WORK REQUEST: What do the lines say from the start of the entries through the one containing "self.origin = origin;"? Repeat them exactly.

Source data
********************
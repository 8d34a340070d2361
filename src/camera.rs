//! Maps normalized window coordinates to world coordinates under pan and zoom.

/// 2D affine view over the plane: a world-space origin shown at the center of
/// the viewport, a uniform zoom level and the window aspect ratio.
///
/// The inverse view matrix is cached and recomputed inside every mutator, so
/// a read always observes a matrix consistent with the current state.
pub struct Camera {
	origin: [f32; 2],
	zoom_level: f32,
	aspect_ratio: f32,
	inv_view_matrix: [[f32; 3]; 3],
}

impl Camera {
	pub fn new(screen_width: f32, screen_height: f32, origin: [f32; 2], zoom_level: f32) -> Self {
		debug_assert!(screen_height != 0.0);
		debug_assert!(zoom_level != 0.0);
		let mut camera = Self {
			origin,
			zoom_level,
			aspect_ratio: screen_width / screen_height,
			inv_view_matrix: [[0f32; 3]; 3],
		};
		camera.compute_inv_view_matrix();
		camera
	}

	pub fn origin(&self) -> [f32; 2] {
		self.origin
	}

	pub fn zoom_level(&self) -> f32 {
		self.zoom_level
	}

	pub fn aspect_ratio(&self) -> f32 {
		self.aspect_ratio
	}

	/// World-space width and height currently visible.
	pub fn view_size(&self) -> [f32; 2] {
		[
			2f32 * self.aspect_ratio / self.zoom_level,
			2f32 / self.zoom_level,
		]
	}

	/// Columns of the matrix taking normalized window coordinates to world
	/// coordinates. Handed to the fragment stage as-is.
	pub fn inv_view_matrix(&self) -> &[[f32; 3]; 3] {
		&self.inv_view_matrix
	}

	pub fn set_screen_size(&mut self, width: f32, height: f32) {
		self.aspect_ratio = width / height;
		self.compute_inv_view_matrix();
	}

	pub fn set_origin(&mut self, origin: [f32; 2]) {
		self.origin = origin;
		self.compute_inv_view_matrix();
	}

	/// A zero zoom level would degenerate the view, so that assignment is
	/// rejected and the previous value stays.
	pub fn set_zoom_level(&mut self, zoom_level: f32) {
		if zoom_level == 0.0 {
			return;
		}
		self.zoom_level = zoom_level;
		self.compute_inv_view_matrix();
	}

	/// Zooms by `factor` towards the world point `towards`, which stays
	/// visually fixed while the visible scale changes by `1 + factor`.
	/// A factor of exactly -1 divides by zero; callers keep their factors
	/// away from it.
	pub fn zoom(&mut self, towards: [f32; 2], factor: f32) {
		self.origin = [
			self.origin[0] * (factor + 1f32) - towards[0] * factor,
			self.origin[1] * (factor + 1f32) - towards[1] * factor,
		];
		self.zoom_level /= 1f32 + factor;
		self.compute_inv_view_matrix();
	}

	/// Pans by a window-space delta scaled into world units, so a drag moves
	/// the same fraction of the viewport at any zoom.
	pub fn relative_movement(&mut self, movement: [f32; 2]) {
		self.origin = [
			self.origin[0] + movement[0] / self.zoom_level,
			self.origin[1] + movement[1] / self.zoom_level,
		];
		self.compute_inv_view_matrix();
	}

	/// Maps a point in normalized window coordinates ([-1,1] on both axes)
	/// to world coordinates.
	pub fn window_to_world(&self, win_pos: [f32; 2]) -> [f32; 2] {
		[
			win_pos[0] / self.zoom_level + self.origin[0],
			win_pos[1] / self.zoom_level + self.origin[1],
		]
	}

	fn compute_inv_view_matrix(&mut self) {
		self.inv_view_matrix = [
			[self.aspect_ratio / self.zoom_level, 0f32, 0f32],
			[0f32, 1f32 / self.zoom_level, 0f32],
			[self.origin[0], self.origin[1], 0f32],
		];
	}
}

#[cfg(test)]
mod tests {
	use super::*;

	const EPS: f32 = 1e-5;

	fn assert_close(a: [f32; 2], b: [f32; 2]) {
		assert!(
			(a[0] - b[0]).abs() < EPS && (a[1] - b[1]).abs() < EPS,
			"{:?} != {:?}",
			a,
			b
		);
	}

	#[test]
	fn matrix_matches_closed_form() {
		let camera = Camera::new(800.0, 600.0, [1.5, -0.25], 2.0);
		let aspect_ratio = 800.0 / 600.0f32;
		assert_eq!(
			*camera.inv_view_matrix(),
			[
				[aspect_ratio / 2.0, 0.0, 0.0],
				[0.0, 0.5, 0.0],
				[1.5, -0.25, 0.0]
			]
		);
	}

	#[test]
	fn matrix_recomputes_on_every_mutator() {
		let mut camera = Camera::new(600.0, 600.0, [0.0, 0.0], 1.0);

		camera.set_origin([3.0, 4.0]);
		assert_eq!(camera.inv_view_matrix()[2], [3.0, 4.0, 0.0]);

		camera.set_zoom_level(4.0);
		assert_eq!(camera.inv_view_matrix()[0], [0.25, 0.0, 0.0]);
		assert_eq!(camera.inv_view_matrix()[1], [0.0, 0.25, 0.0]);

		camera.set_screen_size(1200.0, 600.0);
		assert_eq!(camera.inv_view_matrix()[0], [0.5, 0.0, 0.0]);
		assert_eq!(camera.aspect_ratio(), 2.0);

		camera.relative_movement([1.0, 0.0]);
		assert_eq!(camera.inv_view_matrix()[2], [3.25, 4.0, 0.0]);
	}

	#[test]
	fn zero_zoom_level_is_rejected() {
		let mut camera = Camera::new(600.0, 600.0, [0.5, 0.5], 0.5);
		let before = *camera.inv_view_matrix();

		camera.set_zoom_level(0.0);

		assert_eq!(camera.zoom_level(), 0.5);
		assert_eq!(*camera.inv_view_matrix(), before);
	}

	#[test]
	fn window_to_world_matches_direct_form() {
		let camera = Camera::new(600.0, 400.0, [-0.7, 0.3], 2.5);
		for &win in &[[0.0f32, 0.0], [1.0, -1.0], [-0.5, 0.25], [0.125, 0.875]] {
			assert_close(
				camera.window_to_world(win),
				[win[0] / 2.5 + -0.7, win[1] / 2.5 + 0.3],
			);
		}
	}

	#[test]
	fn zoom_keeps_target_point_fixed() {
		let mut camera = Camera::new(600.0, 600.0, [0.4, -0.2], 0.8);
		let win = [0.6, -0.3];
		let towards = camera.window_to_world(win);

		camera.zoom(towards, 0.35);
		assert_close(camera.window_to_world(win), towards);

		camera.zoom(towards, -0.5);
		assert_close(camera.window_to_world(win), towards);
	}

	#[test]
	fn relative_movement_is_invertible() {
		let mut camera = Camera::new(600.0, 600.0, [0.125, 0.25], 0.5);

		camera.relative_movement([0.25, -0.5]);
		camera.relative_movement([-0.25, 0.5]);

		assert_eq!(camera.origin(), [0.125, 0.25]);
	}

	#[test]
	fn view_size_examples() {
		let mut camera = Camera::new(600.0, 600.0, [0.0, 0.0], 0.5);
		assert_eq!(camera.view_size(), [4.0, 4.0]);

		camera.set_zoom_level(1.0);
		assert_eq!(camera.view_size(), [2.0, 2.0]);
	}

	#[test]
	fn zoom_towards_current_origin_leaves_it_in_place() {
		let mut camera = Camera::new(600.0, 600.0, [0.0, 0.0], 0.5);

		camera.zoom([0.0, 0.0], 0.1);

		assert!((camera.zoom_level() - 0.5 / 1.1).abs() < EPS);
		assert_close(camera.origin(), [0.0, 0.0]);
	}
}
********************
SOLUTION:
repository 8d34a340070d2361
filename src/camera.rs
//! Maps normalized window coordinates to world coordinates under pan and zoom.

/// 2D affine view over the plane: a world-space origin shown at the center of
/// the viewport, a uniform zoom level and the window aspect ratio.
///
/// The inverse view matrix is cached and recomputed inside every mutator, so
/// a read always observes a matrix consistent with the current state.
pub struct Camera {
	origin: [f32; 2],
	zoom_level: f32,
	aspect_ratio: f32,
	inv_view_matrix: [[f32; 3]; 3],
}

impl Camera {
	pub fn new(screen_width: f32, screen_height: f32, origin: [f32; 2], zoom_level: f32) -> Self {
		debug_assert!(screen_height != 0.0);
		debug_assert!(zoom_level != 0.0);
		let mut camera = Self {
			origin,
			zoom_level,
			aspect_ratio: screen_width / screen_height,
			inv_view_matrix: [[0f32; 3]; 3],
		};
		camera.compute_inv_view_matrix();
		camera
	}

	pub fn origin(&self) -> [f32; 2] {
		self.origin
	}

	pub fn zoom_level(&self) -> f32 {
		self.zoom_level
	}

	pub fn aspect_ratio(&self) -> f32 {
		self.aspect_ratio
	}

	/// World-space width and height currently visible.
	pub fn view_size(&self) -> [f32; 2] {
		[
			2f32 * self.aspect_ratio / self.zoom_level,
			2f32 / self.zoom_level,
		]
	}

	/// Columns of the matrix taking normalized window coordinates to world
	/// coordinates. Handed to the fragment stage as-is.
	pub fn inv_view_matrix(&self) -> &[[f32; 3]; 3] {
		&self.inv_view_matrix
	}

	pub fn set_screen_size(&mut self, width: f32, height: f32) {
		self.aspect_ratio = width / height;
		self.compute_inv_view_matrix();
	}

	pub fn set_origin(&mut self, origin: [f32; 2]) {
		self.origin = origin;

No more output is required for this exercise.